More tears—but of joy this time. For both of us. And, an opportunity to say to Marty—“you know, it’s good to pray sometimes, huh?”

And of course, Marty was loyal to his brother, Jimmy.

When Jimmy had a stroke several years ago, Marty stepped in to help. He would come into the City and help Jimmy go grocery shopping, get a haircut, go to Walgreen’s for meds (and cigarettes), and cook and clean the apartment.

Even as Marty’s own health started to fail—he pushed himself to help Jimmy.

He didn’t always get there when he said he would. It might be two or three days later—that’s just how Marty was—but the important thing is, he got there.

Pause.

“The Lord is Kind and Merciful.

Rich in Kindness, Slow to Anger.

The Lord is Kind and Merciful.”

We choose Psalm 103 as our Communion Meditation to help quiet our minds for this moment in our Mass of Celebration for Marty.

When the family made the difficult decision to let God determine when it was time to call Marty home—we gathered around him at the UIC Hospital.

The care Marty received there was extraordinary.

We prayed. We cried. We told stories. We “let go and let God” as we often say at times like these.

Marty held on for quite some time—some 30 hours went by before he passed from this world to the Lord’s waiting arms in Heaven—and with Anthony holding his hand.

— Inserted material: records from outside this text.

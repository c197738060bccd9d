//! Entity builders describe the components a new entity starts with.

use std::fmt::{self, Debug, Formatter};

use crate::component::Component;
use crate::entity::EntityID;
use crate::error::WorldError;
use crate::world::World;

type BuildStep = Box<dyn FnOnce(&mut World, EntityID) -> Result<(), WorldError>>;

/// A list of components to attach to an entity when it is created.
///
/// Components are attached in the order they were added to the builder.
///
/// ```
/// # use lineage::{component, EntityBuilder, World};
/// #[derive(Default)]
/// struct Health(u32);
/// component!(Health);
///
/// let mut world = World::new();
/// let entity = world.create(EntityBuilder::new().with(|h: &mut Health| h.0 = 10)).unwrap();
/// assert_eq!(world.get::<Health>(entity).unwrap().0, 10);
/// ```
#[derive(Default)]
pub struct EntityBuilder {
    steps: Vec<BuildStep>,
}

impl EntityBuilder {
    /// Create a new, empty, builder.
    pub fn new() -> EntityBuilder {
        EntityBuilder {
            steps: Vec::new(),
        }
    }

    /// Attach a `T`, initialized by `init`.
    pub fn with<T, F>(mut self, init: F) -> EntityBuilder
        where T: Component, F: FnOnce(&mut T) + 'static
    {
        self.steps.push(Box::new(move |world: &mut World, entity| {
            world.add(entity, init).map(|_| ())
        }));
        self
    }

    /// Attach a `T` with its default value.
    pub fn with_default<T: Component>(self) -> EntityBuilder {
        self.with(|_: &mut T| {})
    }

    /// Return the number of components this builder attaches.
    pub fn len(&self) -> usize {
        self.steps.len()
    }

    /// Returns true if the builder attaches nothing.
    pub fn is_empty(&self) -> bool {
        self.steps.is_empty()
    }

    /// Attach every component to `entity`, stopping at the first failure.
    pub(crate) fn build(self, world: &mut World, entity: EntityID) -> Result<(), WorldError> {
        for step in self.steps {
            step(world, entity)?;
        }
        Ok(())
    }
}

impl Debug for EntityBuilder {
    fn fmt(&self, f: &mut Formatter<'_>) -> fmt::Result {
        f.debug_struct("EntityBuilder")
            .field("components", &self.steps.len())
            .finish()
    }
}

The next morning, I sent Father Peter a text with the news.

I wrote—“The Lord is Kind and Merciful.”

He replied, “Amen, brother.”

We might think that this Psalm was chosen based on the fact that ours is a forgiving Lord. And, of course, we would be correct in saying that.

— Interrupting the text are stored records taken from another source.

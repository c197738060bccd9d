//! Base definitions for components.
//!
//! Components are plain data attached to entities. There is no intrinsic
//! value to an entity beyond the components it holds.
//!
//! Each component type is allocated a dense `ComponentTypeID` by the
//! `ComponentRegistry` of the world it is first used in. The ID doubles as the
//! bit position of the type in every `BitSet` the world keeps. There is a macro
//! (`component`) to mark a type as a component.

use std::any::{type_name, TypeId};
use std::collections::HashMap;

use tracing::debug;

/// A component type ID which is unique for a specific component type within a
/// single world.
#[derive(Clone, Copy, Debug, PartialEq, Eq, PartialOrd, Ord, Hash)]
pub struct ComponentTypeID(usize);

impl ComponentTypeID {
    /// Construct a new `ComponentTypeID` from the inner value.
    pub(crate) fn new(inner: usize) -> ComponentTypeID {
        ComponentTypeID(inner)
    }

    /// Return the inner unique ID.
    ///
    /// This is also the bit position of the type in component bit sets.
    pub fn id(&self) -> usize {
        self.0
    }
}

/// The component trait is implemented on all component types.
///
/// Instances are pooled by their store once detached. Before a pooled
/// instance is handed out again it is `reset`, so an initializer only ever
/// sees a neutral value.
pub trait Component: Default + 'static {
    /// Return this instance to a neutral state before it is reused.
    ///
    /// The default implementation replaces the value with `Default::default()`.
    /// Override it to keep allocations (such as a `Vec`'s buffer) alive across
    /// reuse.
    fn reset(&mut self) {
        *self = Self::default();
    }
}

/// Implement the `Component` trait on one or more types.
///
/// Component types must implement Default.
#[macro_export]
macro_rules! component {
    ($($i:ty),+ $(,)?) => {
        $(
            impl $crate::component::Component for $i {}
        )+
    };
}

/// Assigns `ComponentTypeID`s to Rust types in first-use order.
#[derive(Debug, Default)]
pub struct ComponentRegistry {
    ids: HashMap<TypeId, ComponentTypeID>,
    names: Vec<&'static str>,
}

impl ComponentRegistry {
    /// Create a new, empty, registry.
    pub fn new() -> ComponentRegistry {
        ComponentRegistry::with_capacity(0)
    }

    /// Create a new registry with room for `capacity` component types.
    pub fn with_capacity(capacity: usize) -> ComponentRegistry {
        ComponentRegistry {
            ids: HashMap::with_capacity(capacity),
            names: Vec::with_capacity(capacity),
        }
    }

    /// Return the ID for `T`, allocating the next free ID on first use.
    pub fn id_for<T: Component>(&mut self) -> ComponentTypeID {
        if let Some(id) = self.get::<T>() {
            return id;
        }

        let id = ComponentTypeID::new(self.names.len());
        self.ids.insert(TypeId::of::<T>(), id);
        self.names.push(type_name::<T>());
        debug!(component = type_name::<T>(), id = id.id(), "registered component type");
        id
    }

    /// Return the ID for `T` if it has been registered.
    pub fn get<T: Component>(&self) -> Option<ComponentTypeID> {
        self.ids.get(&TypeId::of::<T>()).copied()
    }

    /// Return the type name registered for `id`.
    pub fn name(&self, id: ComponentTypeID) -> Option<&'static str> {
        self.names.get(id.0).copied()
    }

    /// Return the number of registered component types.
    pub fn len(&self) -> usize {
        self.names.len()
    }

    /// Returns true if no component type has been registered.
    pub fn is_empty(&self) -> bool {
        self.names.is_empty()
    }
}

But, ours is also a kind and merciful Lord. He knew how tired Marty was after his long and arduous struggle the past few years, and how he wanted to go home to be with his Mom and Dad. And, Goober, too.

Goober died the morning after Christmas two years ago. Marty and I spent the entire night in his apartment in Hegewisch waiting to see Goober off.

Marty and I talked a lot about Heaven that night. And life, and death, and hopes and dreams, and dying.

It was Christmas and we should have been talking about Jesus’s birth—and yet we were talking about Resurrection. Wow—how utterly incredible. And, how mystifyingly appropriate.

I could see though that Marty’s heart was breaking.

He said that he hoped Goober and all the other pets of this world also made it to Heaven. We recalled the night Goober ran away and how we prayed together to St. Francis of Assisi and how St. Francis answered our prayers and brought Goober—The Panther—safely home. St. Francis would so a second time now.

Marty told me that when it was his time, he was going to ask God if he could have a job in Heaven helping St. Francis care for all the animals. I said to him—“out of all the jobs you’ve ever had—that one would suit you the best.“

Even more so than the cracker-jack Gazette newspaper delivery guy he was—that was a job that Marty had with me for more than 20 years. He worked so hard each and every time. Ran like a gazelle from stop to stop.

I believe that Marty is smiling down on us right now. He’s happy his brothers brought flowers to church with the Notre Dame logo on it.

He’s happy that all of us are here—not to judge him—that’s certainly not for us to do—but to recall him fondly and to acknowledge that Marty Saviano was just like us.

Sometimes he swung and missed with the bases loaded.

Sometimes he hit one out of the park.

I guess you could say Marty was a perfect Christian—meaning of course that neither he nor any of us are, but by the Lord’s grace and that of the Holy Spirit, we can and often do…    better.

Thank you, Marty.

Thanks for all the good times and the long talks on the phone when I was taking my walks or riding my bike, or burning the midnight oil working on something or another.

Thanks for endearing yourself to us; driving us crazy at times; making us laugh; being other-worldly; and showing that you loved us.

Take care and get some rest—get those legs back under you and enjoy helping out St. Francis.

Say hello to your Mom and Dad, Uncles Guy and Benny, and give Goober a big hug, too.

We will pray for you and to you. We won’t ever forget you.

Promise that you will be there when we need to talk.

Go Cubbies, Bears, and the Fighting Irish.

Peace and Love, always, Marty.

And remember everyone; Our Lord…He truly is kind, and merciful.